// Integration tests for the HTTP API.
// Drives the real Axum router (`weathercore::api::create_router`) over a real
// Postgres/TimescaleDB test database via `tower::ServiceExt::oneshot`.

mod common;

use std::sync::Arc;

use axum::body::Body;
use axum::http::{Request, StatusCode};
use chrono::Utc;
use http_body_util::BodyExt; // For `.collect()`
use serde_json::Value;
use serial_test::serial;
use sqlx::PgPool;
use tower::ServiceExt; // For `oneshot`

use weathercore::almanac::AlmanacCache;
use weathercore::api::{create_router, AppState};
use weathercore::config::Config;
use weathercore::db::{
    AlmanacRepository, Reading, RainfallRepository, SnowCacheRepository, SnowDepthRepository, WeatherRepository,
};
use weathercore::latest::LatestReadingFetcher;
use weathercore::query::planner::QueryPlanner;
use weathercore::query::span::SpanFetcher;
use weathercore::rainfall::RainfallSummariser;
use weathercore::site::{InMemorySiteConfigStore, SiteRegistry};
use weathercore::snow::SnowCacheController;

const TEST_STATION: &str = "TEST_API_STATION";

async fn create_test_app(pool: PgPool) -> axum::Router {
    let weather = WeatherRepository::new(pool.clone());
    let almanac_repo = AlmanacRepository::new(pool.clone());
    let rainfall_repo = RainfallRepository::new(pool.clone());
    let snow_depths = SnowDepthRepository::new(pool.clone());
    let snow_cache_repo = SnowCacheRepository::new(pool.clone());

    let almanac = Arc::new(AlmanacCache::new(weather.clone(), almanac_repo));
    let snow = Arc::new(SnowCacheController::new(
        weather.clone(),
        snow_depths,
        snow_cache_repo,
        Default::default(),
    ));
    let rainfall_for_latest = RainfallSummariser::new(weather.clone(), rainfall_repo);
    let latest = Arc::new(LatestReadingFetcher::new(weather.clone(), rainfall_for_latest));
    let planner = QueryPlanner::new(weather.clone());
    let spans = Arc::new(SpanFetcher::new(planner));

    let site_store = Arc::new(InMemorySiteConfigStore::default());
    let sites = Arc::new(SiteRegistry::load(site_store).await.expect("site registry load"));

    let config = Config {
        database_url: String::new(),
        server_host: "127.0.0.1".to_string(),
        server_port: 0,
        grpc_port: 0,
        totals_refresh_secs: 30,
        events_refresh_secs: 900,
        rainfall_refresh_secs: 60,
        almanac_refresh_secs: 3600,
        depth_estimator: Default::default(),
    };

    let state = AppState {
        sites,
        spans,
        latest,
        almanac,
        snow,
        config: Arc::new(config),
    };

    create_router(state)
}

async fn cleanup(pool: &PgPool) {
    sqlx::query!("DELETE FROM weather WHERE stationname = $1", TEST_STATION)
        .execute(pool)
        .await
        .ok();
    sqlx::query!("DELETE FROM rainfall_summary WHERE stationname = $1", TEST_STATION)
        .execute(pool)
        .await
        .ok();
    sqlx::query!("DELETE FROM almanac_cache WHERE stationname = $1", TEST_STATION)
        .execute(pool)
        .await
        .ok();
}

fn reading_at(time: chrono::DateTime<Utc>, outside_temp: f64) -> Reading {
    Reading {
        stationname: TEST_STATION.to_string(),
        time,
        outside_temp: Some(outside_temp),
        outside_humidity: Some(55.0),
        barometer: Some(29.9),
        wind_speed: Some(3.0),
        wind_dir: Some(180.0),
        rain_incremental: Some(0.0),
        rain_rate: Some(0.0),
        ..Default::default()
    }
}

#[tokio::test]
async fn test_latest_returns_not_found_for_unknown_station() {
    let pool = common::test_pool().await;
    let app = create_test_app(pool).await;

    let response = app
        .oneshot(
            Request::builder()
                .uri("/latest?station=NO_SUCH_STATION")
                .body(Body::empty())
                .unwrap(),
        )
        .await
        .unwrap();

    assert_eq!(response.status(), StatusCode::NOT_FOUND);
}

#[tokio::test]
#[serial]
async fn test_latest_returns_most_recent_reading() {
    let pool = common::test_pool().await;
    cleanup(&pool).await;

    let weather = WeatherRepository::new(pool.clone());
    weather.insert_reading(&reading_at(Utc::now(), 52.0)).await.unwrap();

    let app = create_test_app(pool.clone()).await;

    let response = app
        .oneshot(
            Request::builder()
                .uri(format!("/latest?station={TEST_STATION}"))
                .body(Body::empty())
                .unwrap(),
        )
        .await
        .unwrap();

    assert_eq!(response.status(), StatusCode::OK);

    let body = response.into_body().collect().await.unwrap().to_bytes();
    let json: Value = serde_json::from_slice(&body).unwrap();
    assert_eq!(json["stationname"], TEST_STATION);
    assert_eq!(json["outside_temp"], 52.0);

    cleanup(&pool).await;
}

#[tokio::test]
#[serial]
async fn test_span_endpoint_returns_readings_in_order() {
    let pool = common::test_pool().await;
    cleanup(&pool).await;

    let weather = WeatherRepository::new(pool.clone());
    let now = Utc::now();
    for i in 0..3 {
        let t = now - chrono::Duration::minutes(10 * (2 - i));
        weather
            .insert_reading(&reading_at(t, 40.0 + i as f64))
            .await
            .unwrap();
    }

    // `/span/1h` reads through the `weather_1m` continuous aggregate (spec
    // §4.6's tier table), which only reflects inserts after a refresh.
    sqlx::query("CALL refresh_continuous_aggregate('weather_1m', now() - interval '1 day', now() + interval '1 minute')")
        .execute(&pool)
        .await
        .unwrap();

    let app = create_test_app(pool.clone()).await;

    let response = app
        .oneshot(
            Request::builder()
                .uri(format!("/span/1h?station={TEST_STATION}"))
                .body(Body::empty())
                .unwrap(),
        )
        .await
        .unwrap();

    assert_eq!(response.status(), StatusCode::OK);

    let body = response.into_body().collect().await.unwrap().to_bytes();
    let json: Value = serde_json::from_slice(&body).unwrap();
    let rows = json.as_array().expect("array response");
    assert!(rows.len() >= 3, "expected at least 3 rows, got {}", rows.len());

    cleanup(&pool).await;
}

#[tokio::test]
async fn test_span_endpoint_rejects_invalid_duration() {
    let pool = common::test_pool().await;
    let app = create_test_app(pool).await;

    let response = app
        .oneshot(
            Request::builder()
                .uri(format!("/span/not-a-duration?station={TEST_STATION}"))
                .body(Body::empty())
                .unwrap(),
        )
        .await
        .unwrap();

    assert_eq!(response.status(), StatusCode::BAD_REQUEST);
}

#[tokio::test]
async fn test_snow_endpoint_returns_reading_for_unknown_station() {
    // No base distance configured for this station (default site has none set),
    // but the snow cache controller still answers with zeroed-out totals rather
    // than erroring -- there's simply nothing cached yet.
    let pool = common::test_pool().await;
    let app = create_test_app(pool).await;

    let response = app
        .oneshot(
            Request::builder()
                .uri(format!("/snow?station={TEST_STATION}"))
                .body(Body::empty())
                .unwrap(),
        )
        .await
        .unwrap();

    assert_eq!(response.status(), StatusCode::OK);
}

#[tokio::test]
async fn test_almanac_endpoint_empty_for_unknown_station() {
    let pool = common::test_pool().await;
    let app = create_test_app(pool).await;

    let response = app
        .oneshot(
            Request::builder()
                .uri(format!("/almanac?station={TEST_STATION}"))
                .body(Body::empty())
                .unwrap(),
        )
        .await
        .unwrap();

    assert_eq!(response.status(), StatusCode::OK);

    let body = response.into_body().collect().await.unwrap().to_bytes();
    let json: Value = serde_json::from_slice(&body).unwrap();
    assert_eq!(json.as_array().unwrap().len(), 0);
}

#[tokio::test]
async fn test_stationinfo_falls_back_to_local_dev_site() {
    // No sites configured in the in-memory store -> localhost host gets the
    // permissive stand-in site, not a 503.
    let pool = common::test_pool().await;
    let app = create_test_app(pool).await;

    let response = app
        .oneshot(
            Request::builder()
                .uri("/stationinfo")
                .header("host", "127.0.0.1:8080")
                .body(Body::empty())
                .unwrap(),
        )
        .await
        .unwrap();

    assert_eq!(response.status(), StatusCode::OK);

    let body = response.into_body().collect().await.unwrap().to_bytes();
    let json: Value = serde_json::from_slice(&body).unwrap();
    assert_eq!(json["site_id"], "local");
}

#[tokio::test]
async fn test_stationinfo_rejects_unconfigured_non_local_host() {
    // No sites loaded and a non-local Host header: resolution can't fall
    // back to the local-dev site, so it surfaces as 503
    // (AppError::ConfigUnconfigured) rather than a panic.
    let pool = common::test_pool().await;
    let app = create_test_app(pool).await;

    let response = app
        .oneshot(
            Request::builder()
                .uri("/stationinfo")
                .header("host", "unknown.example.com")
                .body(Body::empty())
                .unwrap(),
        )
        .await
        .unwrap();

    assert_eq!(response.status(), StatusCode::SERVICE_UNAVAILABLE);
}

#[tokio::test]
async fn test_openapi_spec_is_served() {
    let pool = common::test_pool().await;
    let app = create_test_app(pool).await;

    let response = app
        .oneshot(
            Request::builder()
                .uri("/api-docs/openapi.json")
                .body(Body::empty())
                .unwrap(),
        )
        .await
        .unwrap();

    assert_eq!(response.status(), StatusCode::OK);

    let body = response.into_body().collect().await.unwrap().to_bytes();
    let json: Value = serde_json::from_slice(&body).unwrap();
    assert_eq!(json["info"]["title"], "Weather Telemetry Core API");
}

#[tokio::test]
async fn test_docs_page_served() {
    let pool = common::test_pool().await;
    let app = create_test_app(pool).await;

    let response = app
        .oneshot(Request::builder().uri("/docs").body(Body::empty()).unwrap())
        .await
        .unwrap();

    assert_eq!(response.status(), StatusCode::OK);
}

----------

WORK TASK: Would you please reproduce the records above exactly, only from their first line through the line holding "let rainfall_repo = RainfallRepository::new(pool.clone());", with both ends included?

ANSWER SECTION:
// Integration tests for the HTTP API.
// Drives the real Axum router (`weathercore::api::create_router`) over a real
// Postgres/TimescaleDB test database via `tower::ServiceExt::oneshot`.

mod common;

use std::sync::Arc;

use axum::body::Body;
use axum::http::{Request, StatusCode};
use chrono::Utc;
use http_body_util::BodyExt; // For `.collect()`
use serde_json::Value;
use serial_test::serial;
use sqlx::PgPool;
use tower::ServiceExt; // For `oneshot`

use weathercore::almanac::AlmanacCache;
use weathercore::api::{create_router, AppState};
use weathercore::config::Config;
use weathercore::db::{
    AlmanacRepository, Reading, RainfallRepository, SnowCacheRepository, SnowDepthRepository, WeatherRepository,
};
use weathercore::latest::LatestReadingFetcher;
use weathercore::query::planner::QueryPlanner;
use weathercore::query::span::SpanFetcher;
use weathercore::rainfall::RainfallSummariser;
use weathercore::site::{InMemorySiteConfigStore, SiteRegistry};
use weathercore::snow::SnowCacheController;

const TEST_STATION: &str = "TEST_API_STATION";

async fn create_test_app(pool: PgPool) -> axum::Router {
    let weather = WeatherRepository::new(pool.clone());
    let almanac_repo = AlmanacRepository::new(pool.clone());
    let rainfall_repo = RainfallRepository::new(pool.clone());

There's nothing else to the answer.